VICARIOUS ATONEMENT NOT A CHRISTIAN INVENTION.

The doctrine of vicarious atonement is found in some form in most religions, and it is the body and soul of ours. The idea is not a Christian invention. It caused the Carthaginians to put to death their handsomest prisoners if a battle were won, the most promising children of their own nobility if it were lost. They were offerings to appease the gods.

In old times there were peoples who believed that if a chief was guilty of a misdemeanor it was just to punish or enslave any one of his tribe. That was their idea of liberty and justice. If a father committed a crime it could be expiated by the murder of his son. That was the doctrine of vicarious atonement in all its pristine glory. So they adopted that style of justice in our religion, and condemned the whole lot of us to the eternal wrath of God on account of that little indiscretion attributed to Eve. It seems a very little thing for anybody to get so angry at us all about and stay angry so long! It doesn't seem to me that if one of you were to eat every apple I had in my orchard, I should want to murder and eternally damn all the folks that live in Asia Minor.

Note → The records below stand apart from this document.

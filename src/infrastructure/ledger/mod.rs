//! Attempt ledger adapters.

pub mod sqlite;

pub use sqlite::SqliteLedger;
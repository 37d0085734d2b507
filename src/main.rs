//! Covlift CLI entry point.

use clap::Parser;
use tracing_subscriber::{layer::SubscriberExt, util::SubscriberInitExt, EnvFilter};

use covlift::cli::{handle_error, Cli, Commands};

#[tokio::main]
async fn main() {
    tracing_subscriber::registry()
        .with(EnvFilter::try_from_default_env().unwrap_or_else(|_| EnvFilter::new("info")))
        .with(tracing_subscriber::fmt::layer().with_writer(std::io::stderr))
        .init();

    let cli = Cli::parse();

    let result = match cli.command {
        Commands::Init(args) => covlift::cli::commands::init::execute(args, cli.json).await,
        Commands::Run(args) => covlift::cli::commands::run::execute(args, cli.json).await,
        Commands::Baseline(args) => {
            covlift::cli::commands::baseline::execute(args, cli.json).await
        }
        Commands::Attempts(args) => {
            covlift::cli::commands::attempts::execute(args, cli.json).await
        }
    };

    if let Err(err) = result {
        handle_error(&err, cli.json);
    }
}
//! SQLite attempt ledger.
//!
//! One append-only `attempts` table; each append is a single committed
//! INSERT, so a crash between attempts can never lose or duplicate a record.
//! Read order is rowid order, which equals append order.

use std::path::Path;
use std::str::FromStr;
use std::time::Duration;

use async_trait::async_trait;
use chrono::DateTime;
use sqlx::sqlite::{
    SqliteConnectOptions, SqliteJournalMode, SqlitePool, SqlitePoolOptions, SqliteSynchronous,
};
use sqlx::Row;
use tracing::debug;

use crate::domain::models::AttemptRecord;
use crate::domain::ports::{AttemptLedger, LedgerError};

const SCHEMA: &str = "
CREATE TABLE IF NOT EXISTS attempts (
    id INTEGER PRIMARY KEY AUTOINCREMENT,
    candidate_id TEXT NOT NULL,
    insertion_point TEXT,
    outcome TEXT NOT NULL,
    coverage_before TEXT NOT NULL,
    coverage_after TEXT,
    runner_exit_code INTEGER,
    runner_duration_sec REAL NOT NULL,
    failure_summary TEXT,
    timestamp TEXT NOT NULL
)
";

/// Durable SQLite implementation of the attempt ledger.
pub struct SqliteLedger {
    pool: SqlitePool,
}

impl SqliteLedger {
    /// Open (or create) the ledger database at `path`.
    ///
    /// WAL journal mode with synchronous=NORMAL: committed inserts survive a
    /// process crash, which is the durability level `append` promises.
    pub async fn connect(path: &str) -> Result<Self, LedgerError> {
        if let Some(parent) = Path::new(path).parent() {
            if !parent.as_os_str().is_empty() {
                std::fs::create_dir_all(parent)
                    .map_err(|e| LedgerError::Storage(format!("cannot create {parent:?}: {e}")))?;
            }
        }

        let options = SqliteConnectOptions::from_str(&format!("sqlite:{path}"))
            .map_err(|e| LedgerError::Storage(format!("invalid ledger path '{path}': {e}")))?
            .journal_mode(SqliteJournalMode::Wal)
            .synchronous(SqliteSynchronous::Normal)
            .busy_timeout(Duration::from_secs(5))
            .create_if_missing(true);

        let pool = SqlitePoolOptions::new()
            .min_connections(1)
            .max_connections(5)
            .acquire_timeout(Duration::from_secs(10))
            .connect_with(options)
            .await
            .map_err(|e| LedgerError::Storage(format!("failed to open ledger: {e}")))?;

        let ledger = Self { pool };
        ledger.init_schema().await?;
        Ok(ledger)
    }

    /// In-memory ledger for tests. A single connection keeps the database
    /// alive and shared.
    pub async fn in_memory() -> Result<Self, LedgerError> {
        let options = SqliteConnectOptions::from_str("sqlite::memory:")
            .map_err(|e| LedgerError::Storage(e.to_string()))?;

        let pool = SqlitePoolOptions::new()
            .min_connections(1)
            .max_connections(1)
            .connect_with(options)
            .await
            .map_err(|e| LedgerError::Storage(format!("failed to open ledger: {e}")))?;

        let ledger = Self { pool };
        ledger.init_schema().await?;
        Ok(ledger)
    }

    async fn init_schema(&self) -> Result<(), LedgerError> {
        sqlx::query(SCHEMA)
            .execute(&self.pool)
            .await
            .map_err(|e| LedgerError::Storage(format!("failed to create schema: {e}")))?;
        Ok(())
    }

    pub async fn close(&self) {
        self.pool.close().await;
    }

    fn row_to_record(row: &sqlx::sqlite::SqliteRow) -> Result<AttemptRecord, LedgerError> {
        let codec = |e: serde_json::Error| LedgerError::Codec(e.to_string());

        let insertion_point = row
            .get::<Option<String>, _>("insertion_point")
            .map(|s| serde_json::from_str(&s))
            .transpose()
            .map_err(codec)?;
        let coverage_before =
            serde_json::from_str(&row.get::<String, _>("coverage_before")).map_err(codec)?;
        let coverage_after = row
            .get::<Option<String>, _>("coverage_after")
            .map(|s| serde_json::from_str(&s))
            .transpose()
            .map_err(codec)?;

        let outcome_raw = row.get::<String, _>("outcome");
        let outcome = crate::domain::models::AttemptOutcome::from_str(&outcome_raw)
            .ok_or_else(|| LedgerError::Codec(format!("unknown outcome '{outcome_raw}'")))?;

        let timestamp_raw = row.get::<String, _>("timestamp");
        let timestamp = DateTime::parse_from_rfc3339(&timestamp_raw)
            .map_err(|e| LedgerError::Codec(format!("bad timestamp '{timestamp_raw}': {e}")))?
            .with_timezone(&chrono::Utc);

        Ok(AttemptRecord {
            candidate_id: row.get("candidate_id"),
            insertion_point,
            outcome,
            coverage_before,
            coverage_after,
            runner_exit_code: row
                .get::<Option<i64>, _>("runner_exit_code")
                .map(|v| i32::try_from(v).unwrap_or(i32::MAX)),
            runner_duration_sec: row.get("runner_duration_sec"),
            failure_summary: row.get("failure_summary"),
            timestamp,
        })
    }
}

#[async_trait]
impl AttemptLedger for SqliteLedger {
    async fn append(&self, record: AttemptRecord) -> Result<(), LedgerError> {
        let codec = |e: serde_json::Error| LedgerError::Codec(e.to_string());

        let insertion_point = record
            .insertion_point
            .as_ref()
            .map(serde_json::to_string)
            .transpose()
            .map_err(codec)?;
        let coverage_before = serde_json::to_string(&record.coverage_before).map_err(codec)?;
        let coverage_after = record
            .coverage_after
            .as_ref()
            .map(serde_json::to_string)
            .transpose()
            .map_err(codec)?;

        sqlx::query(
            "INSERT INTO attempts (
                candidate_id, insertion_point, outcome, coverage_before,
                coverage_after, runner_exit_code, runner_duration_sec,
                failure_summary, timestamp
             ) VALUES (?, ?, ?, ?, ?, ?, ?, ?, ?)",
        )
        .bind(&record.candidate_id)
        .bind(insertion_point)
        .bind(record.outcome.as_str())
        .bind(coverage_before)
        .bind(coverage_after)
        .bind(record.runner_exit_code.map(i64::from))
        .bind(record.runner_duration_sec)
        .bind(&record.failure_summary)
        .bind(record.timestamp.to_rfc3339())
        .execute(&self.pool)
        .await
        .map_err(|e| LedgerError::Storage(format!("append failed: {e}")))?;

        debug!(candidate_id = %record.candidate_id, outcome = record.outcome.as_str(), "Attempt recorded");
        Ok(())
    }

    async fn read_all(&self) -> Result<Vec<AttemptRecord>, LedgerError> {
        let rows = sqlx::query("SELECT * FROM attempts ORDER BY id ASC")
            .fetch_all(&self.pool)
            .await
            .map_err(|e| LedgerError::Storage(format!("read failed: {e}")))?;

        rows.iter().map(Self::row_to_record).collect()
    }
}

Do you think you would?

In the 11th verse of the 12th chapter of the second book of Samuel it is claimed that God said he was going to be revenged for the crimes of some men by a vile punishment of their wives.

Only a short time ago a man tried that same style of justice in one of our Western towns. He claimed that Smith had alienated the affections of his wife, so he went over to Smith's house and whipped Mrs. Smith! And do you know that the judge who tried that case (not being a good Bible student) actually sent that good, pious man to the house of correction —that man who not only believed in his Bible, but lived by it! And just as likely as not that judge will be elected again. Truly we have fallen on degenerate times!

Legal minds outgrew the idea of vicarious punishment long ago. Physical liberty came to have a new meaning, and punishment was awarded more nearly where it was due. But the religious mind never outgrows anything. It is born as big as it ever gets. Development is its terror. It abhors a change. It forces you to sin by proxy, to be redeemed by proxy; and the only thing it does permit you to receive at first hand is Hell. That is the only one thing you can't delegate to somebody else.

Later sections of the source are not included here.